A second source outside government with knowledge of the talks said they had also been told to expect a British design success when the deal is announced on Monday, although any final submarine will also make heavy use of US technology.

Sunak is due to travel to the west coast for a trilateral summit with Joe Biden, the US president, and Anthony Albanese, the Australian prime minister, on Monday, where he also expected to unveil a refresh of Britain’s integrated review of defence and foreign policy in the light of the war in Ukraine.

Supplying Australia with a nuclear-powered submarine was the centrepiece for the Aukus defence pact, announced in September 2021, with the US and UK agreeing to share secret reactor technology in a surprise deal, so Canberra could dump an alternative diesel-powered design from France.

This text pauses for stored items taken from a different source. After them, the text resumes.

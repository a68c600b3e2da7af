use std::time::Duration;

use async_trait::async_trait;
use chrono::{DateTime, Utc};
use serde::Deserialize;
use serde_json::json;
use tokio_util::sync::CancellationToken;
use tracing::{debug, error, info};

use super::device_code::{poll_until_authorized, AccessTokenSource, DeviceCodePoll, DeviceGrant};
use super::AuthError;
use crate::config::Endpoints;
use crate::provider::http::oauth_headers;
use crate::util::cancel::until_cancelled;

/// OAuth client id of the Copilot editor integration.
pub const COPILOT_CLIENT_ID: &str = "Iv1.b507a08c87ecfe98";
pub const DEVICE_SCOPE: &str = "read:user";
pub const DEVICE_GRANT_TYPE: &str = "urn:ietf:params:oauth:grant-type:device_code";

const DEFAULT_AUTH_TIMEOUT: Duration = Duration::from_secs(30);

/// GitHub device-authorization client.
///
/// Never prints; the grant is handed to the caller to display.
///
/// # Example
/// ```no_run
/// use copilot_llm::auth::DeviceAuthClient;
/// use tokio_util::sync::CancellationToken;
///
/// # async fn run() -> Result<(), copilot_llm::auth::AuthError> {
/// let client = DeviceAuthClient::new(reqwest::Client::new(), None);
/// let token = client
///     .authenticate(&CancellationToken::new(), |grant| {
///         println!("Visit {} and enter {}", grant.verification_uri, grant.user_code);
///     })
///     .await?;
/// # let _ = token;
/// # Ok(())
/// # }
/// ```
#[derive(Debug, Clone)]
pub struct DeviceAuthClient {
    client: reqwest::Client,
    client_id: String,
    device_code_url: String,
    access_token_url: String,
    timeout: Duration,
}

impl DeviceAuthClient {
    /// Client for github.com, or for an enterprise domain when given.
    pub fn new(client: reqwest::Client, enterprise_url: Option<&str>) -> Self {
        let endpoints = Endpoints::resolve(enterprise_url);
        Self {
            client,
            client_id: COPILOT_CLIENT_ID.to_string(),
            device_code_url: endpoints.device_code_url,
            access_token_url: endpoints.access_token_url,
            timeout: DEFAULT_AUTH_TIMEOUT,
        }
    }

    pub fn with_device_code_url(mut self, url: impl Into<String>) -> Self {
        self.device_code_url = url.into();
        self
    }

    pub fn with_access_token_url(mut self, url: impl Into<String>) -> Self {
        self.access_token_url = url.into();
        self
    }

    pub fn with_timeout(mut self, timeout: Duration) -> Self {
        self.timeout = timeout;
        self
    }

    /// Request a device code and user code.
    pub async fn start_device_flow(
        &self,
        cancel: &CancellationToken,
    ) -> Result<DeviceGrant, AuthError> {
        debug!(url = %self.device_code_url, "Starting device flow");
        let request = self
            .client
            .post(&self.device_code_url)
            .headers(oauth_headers())
            .timeout(self.timeout)
            .json(&json!({
                "client_id": self.client_id,
                "scope": DEVICE_SCOPE,
            }))
            .send();
        let resp = until_cancelled(cancel, request)
            .await
            .ok_or(AuthError::Cancelled)??;

        let status = resp.status();
        if !status.is_success() {
            let body = resp.text().await.unwrap_or_default();
            error!(status = status.as_u16(), body = %body, "Device code request failed");
            return Err(AuthError::Status {
                endpoint: "device code",
                status: status.as_u16(),
                body,
            });
        }

        let body = resp.text().await?;
        let payload: DeviceCodeResponse = serde_json::from_str(&body)?;
        let expires_at = grant_expiry(payload.expires_in)?;
        let grant = DeviceGrant {
            device_code: payload.device_code,
            user_code: payload.user_code,
            verification_uri: payload.verification_uri,
            interval_secs: payload.interval,
            expires_at,
        };
        info!(
            verification_uri = %grant.verification_uri,
            user_code = %grant.user_code,
            expires_in = payload.expires_in,
            interval = grant.interval_secs,
            "Device flow started"
        );
        Ok(grant)
    }

    /// Check once whether the user has approved `device_code`.
    pub async fn check_access_token(&self, device_code: &str) -> Result<DeviceCodePoll, AuthError> {
        let resp = self
            .client
            .post(&self.access_token_url)
            .headers(oauth_headers())
            .timeout(self.timeout)
            .json(&json!({
                "client_id": self.client_id,
                "device_code": device_code,
                "grant_type": DEVICE_GRANT_TYPE,
            }))
            .send()
            .await?;

        let status = resp.status();
        if !status.is_success() {
            let body = resp.text().await.unwrap_or_default();
            debug!(status = status.as_u16(), body = %body, "Access token request returned non-OK status");
            return Err(AuthError::Status {
                endpoint: "access token",
                status: status.as_u16(),
                body,
            });
        }

        let body = resp.text().await?;
        let payload: AccessTokenResponse = serde_json::from_str(&body)?;
        if let Some(code) = payload.error.as_deref().filter(|c| !c.is_empty()) {
            debug!(error = code, "Access token response contains error");
            return Ok(match code {
                "authorization_pending" => DeviceCodePoll::Pending,
                "slow_down" => DeviceCodePoll::SlowDown,
                "access_denied" => DeviceCodePoll::AccessDenied,
                "expired_token" => DeviceCodePoll::Expired,
                other => return Err(AuthError::OAuth(other.to_string())),
            });
        }
        match payload.access_token.filter(|t| !t.is_empty()) {
            Some(access_token) => Ok(DeviceCodePoll::Authorized { access_token }),
            // Neither token nor error: keep waiting.
            None => Ok(DeviceCodePoll::Pending),
        }
    }

    /// Poll until the grant resolves, starting at `interval_secs` (minimum 1).
    pub async fn poll_for_access_token(
        &self,
        device_code: &str,
        interval_secs: u64,
        cancel: &CancellationToken,
    ) -> Result<String, AuthError> {
        let interval = Duration::from_secs(interval_secs.max(1));
        poll_until_authorized(self, device_code, interval, cancel).await
    }

    /// Run the whole flow: start, hand the grant to `on_grant`, then poll.
    pub async fn authenticate<F>(
        &self,
        cancel: &CancellationToken,
        on_grant: F,
    ) -> Result<String, AuthError>
    where
        F: FnOnce(&DeviceGrant),
    {
        info!("Starting GitHub Copilot authentication");
        let grant = self.start_device_flow(cancel).await?;
        on_grant(&grant);
        let token = self
            .poll_for_access_token(&grant.device_code, grant.interval_secs, cancel)
            .await?;
        info!("Authentication completed");
        Ok(token)
    }
}

fn grant_expiry(expires_in: u64) -> Result<DateTime<Utc>, AuthError> {
    i64::try_from(expires_in)
        .ok()
        .and_then(chrono::Duration::try_seconds)
        .and_then(|lifetime| Utc::now().checked_add_signed(lifetime))
        .ok_or_else(|| AuthError::InvalidResponse(format!("expires_in out of range: {expires_in}")))
}

#[async_trait]
impl AccessTokenSource for DeviceAuthClient {
    async fn check_access_token(&self, device_code: &str) -> Result<DeviceCodePoll, AuthError> {
        DeviceAuthClient::check_access_token(self, device_code).await
    }
}

#[derive(Debug, Deserialize)]
struct DeviceCodeResponse {
    device_code: String,
    user_code: String,
    verification_uri: String,
    expires_in: u64,
    #[serde(default)]
    interval: u64,
}

#[derive(Debug, Deserialize)]
struct AccessTokenResponse {
    access_token: Option<String>,
    error: Option<String>,
}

The expectation, one source indicated, was that Australia would work jointly on a design for a next generation submarine with the UK, evolving from the existing Astute submarine design, although it may not be seaworthy until the 2040s because of the complexity of the work.

Further reports last night suggested that the short-term gap could be plugged by Australia buying up to five Virginia-class submarines from the US as part of the three-way deal.

Meanwhile, an alternative plan that the UK could even be willing to sell or lease the two Astute class submarines yet to be completed at Barrow, HMS Agincourt and HMS Agamemnon, is wide of the mark. Naval analysts say the UK’s submarine fleet is already stretched and could not afford a sudden reduction.

Australia will become the seventh country to have a nuclear-powered submarine, relying on an enriched uranium reactor, propulsion technology that will put the country’s diesel-powered navy on a technological par with China.

But it will require Australia, which is not a nuclear power, to be supplied with a reactor, a move that Beijing has argued is a breach of the Nuclear Non Proliferation Treaty. The three Aukus powers say that is not the case, and that any reactors will be supplied “welded, shielded and sealed shut” according to Australian officials overseeing the effort.

The new submarines will not carry nuclear weapons. But James Acton, a nuclear expert with the Carnegie Endowment for International Peace, said it was not yet clear how the nuclear waste generated by the propulsion reactors will be dealt with – and whether that will happen in Australia or the UK or US.

Defence experts said the time it would take to build the new submarines meant that there may be some related short-term developments. The US is keen to be able to base its nuclear submarines in Australia, making it easier to patrol the South Pacific, as it seeks to retain naval parity with China.

A UK government spokesperson said“When we announced the Aukus partnership in September 2021 we said there would be an 18-month scoping period to determine the optimal path to procuring Australia nuclear-powered submarines. The outcome of the scoping period is due to be announced soon.”

A No 10 spokesperson said they could not pre-empt any future announcements.